Come spiega l’Associazione Italiana Mindfulness, “consiste proprio nel proporre un livello introduttivo, iniziale di pratica di meditazione che sia adeguato e adatto a contesti quotidiani, all’esperienza di vita normale che sperimentiamo tutti i giorni. In sintesi un approccio che possa aiutarci a metterci in una diversa relazione col disagio, che prima o dopo, in un modo o nell’altro, tutti sperimentiamo”.
In letteratura (G. Moyle, …) si legge come la mindfulness abbia un importante potenziale nel miglioramento dei processi di apprendimento, performance e nella salute e benessere psicofisico dei danzatori. L’integrazione della mindfulness nel curriculum di danza è utile per coadiuvare e supportare lo sviluppo psicologico, fisico, tecnico ed artistico degli allievi.

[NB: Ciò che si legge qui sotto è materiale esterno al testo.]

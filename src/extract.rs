use std::fs::File;

use camino::Utf8Path;
use csv::{ReaderBuilder, StringRecord};
use flate2::read::GzDecoder;

use crate::domain::RunMetadata;
use crate::error::IngestError;
use crate::project;

/// One fully consumed source file: the run metadata recovered from the
/// header slot plus the projected data rows, each carrying the run id.
#[derive(Debug)]
pub struct Extraction {
    pub metadata: RunMetadata,
    pub rows: Vec<Vec<String>>,
}

/// Extracts metadata and projected rows from one `.csv.gz` source file.
///
/// The file format stores a JSON metadata object in the physical position a
/// column header would occupy; the real data header is the second record.
/// Both payloads share the same row/column slot, so the file is read in two
/// passes: one that decodes only the header slot as JSON, and one that skips
/// it and reads the data body. Single-pass decoding cannot tell the two
/// payloads apart.
pub fn extract(path: &Utf8Path, columns: &[String]) -> Result<Extraction, IngestError> {
    let metadata = read_metadata(path)?;
    let (header, records) = read_body(path)?;
    let rows = project::project(path.as_str(), &header, &records, columns, &metadata.run_id)?;
    Ok(Extraction { metadata, rows })
}

/// Pass one: decode the header-slot JSON into a metadata record.
fn read_metadata(path: &Utf8Path) -> Result<RunMetadata, IngestError> {
    let mut reader = open_csv(path)?;
    let mut record = StringRecord::new();
    let got = reader
        .read_record(&mut record)
        .map_err(|err| classify(path, &err))?;
    if !got {
        return Err(IngestError::TransferIncomplete {
            path: path.to_string(),
            reason: "file contains no header record".to_string(),
        });
    }

    let blob = record.get(0).unwrap_or("");
    serde_json::from_str(blob).map_err(|err| IngestError::SchemaViolation {
        path: path.to_string(),
        reason: format!("header slot is not a valid metadata object: {err}"),
    })
}

/// Pass two: skip the metadata slot, take the next record as the data
/// header and collect the remaining records as data rows.
fn read_body(path: &Utf8Path) -> Result<(StringRecord, Vec<StringRecord>), IngestError> {
    let mut reader = open_csv(path)?;
    let mut records = reader.records();

    // Discard the metadata slot; pass one already decoded it.
    match records.next() {
        Some(Ok(_)) => {}
        Some(Err(err)) => return Err(classify(path, &err)),
        None => {
            return Err(IngestError::TransferIncomplete {
                path: path.to_string(),
                reason: "file contains no header record".to_string(),
            });
        }
    }

    let header = match records.next() {
        Some(Ok(record)) => record,
        Some(Err(err)) => return Err(classify(path, &err)),
        None => {
            return Err(IngestError::SchemaViolation {
                path: path.to_string(),
                reason: "no data header row after the metadata slot".to_string(),
            });
        }
    };

    let mut rows = Vec::new();
    for record in records {
        rows.push(record.map_err(|err| classify(path, &err))?);
    }
    Ok((header, rows))
}

fn open_csv(path: &Utf8Path) -> Result<csv::Reader<GzDecoder<File>>, IngestError> {
    let file = File::open(path).map_err(|err| IngestError::TransferIncomplete {
        path: path.to_string(),
        reason: err.to_string(),
    })?;
    Ok(ReaderBuilder::new()
        .has_headers(false)
        .flexible(true)
        .from_reader(GzDecoder::new(file)))
}

/// I/O failures mid-read mean a truncated or corrupt download; anything
/// else (bad UTF-8, malformed quoting) is a schema problem with the file.
fn classify(path: &Utf8Path, err: &csv::Error) -> IngestError {
    if let csv::ErrorKind::Io(io_err) = err.kind() {
        IngestError::TransferIncomplete {
            path: path.to_string(),
            reason: io_err.to_string(),
        }
    } else {
        IngestError::SchemaViolation {
            path: path.to_string(),
            reason: err.to_string(),
        }
    }
}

Gli aspetti pedagogici e relazionali del rapporto allievo-insegnante hanno un ruolo considerevole nello sviluppo sano di un danzatore, professionista e amatoriale. La mindfulness può fornire un’integrazione al linguaggio proprio di questa relazione, verbale e non verbale, agendo potentemente sul piano preventivo in fasi delicate dello sviluppo.
La mindfulness agisce sulle narrative di sé che gli allievi costruiscono progressivamente in sala e sul palco: può avere un’importante influenza nel plasmare e/o consolidare la resilienza e l’autodeterminazione dei danzatori a partire dalla creazione di una consapevolezza profonda di sé e delle proprie risorse.
Tra le dimensioni interessate, la mindfulness agisce migliorando il senso di autoefficacia, limitando la ruminazione ansiosa e depressiva, addolcendo il proprio rapporto con il perfezionismo, selezionando le più efficaci modalità di fronteggiamento (coping) di ansia e altri vissuti potenzialmente invalidanti, aiutando il danzatore a conservare e meglio direzionare le proprie energie limitandone la dispersione in strategie disfunzionali di gestione dei propri vissuti (fisici, emotivi, cognitivi) aumentando la gioia del danzare come esperienza di flusso (Csikszentmihalyi).
Molte sono le scuole, allieve/i, insegnanti che si interfacciano quotidianamente con famiglie e minori in un contesto formativo ed educativo: è un’importante e sostanziale opportunità di influire eticamente e in piena consapevolezza sullo sviluppo dei cittadini di domani, attraverso la meravigliosa esperienza della danza.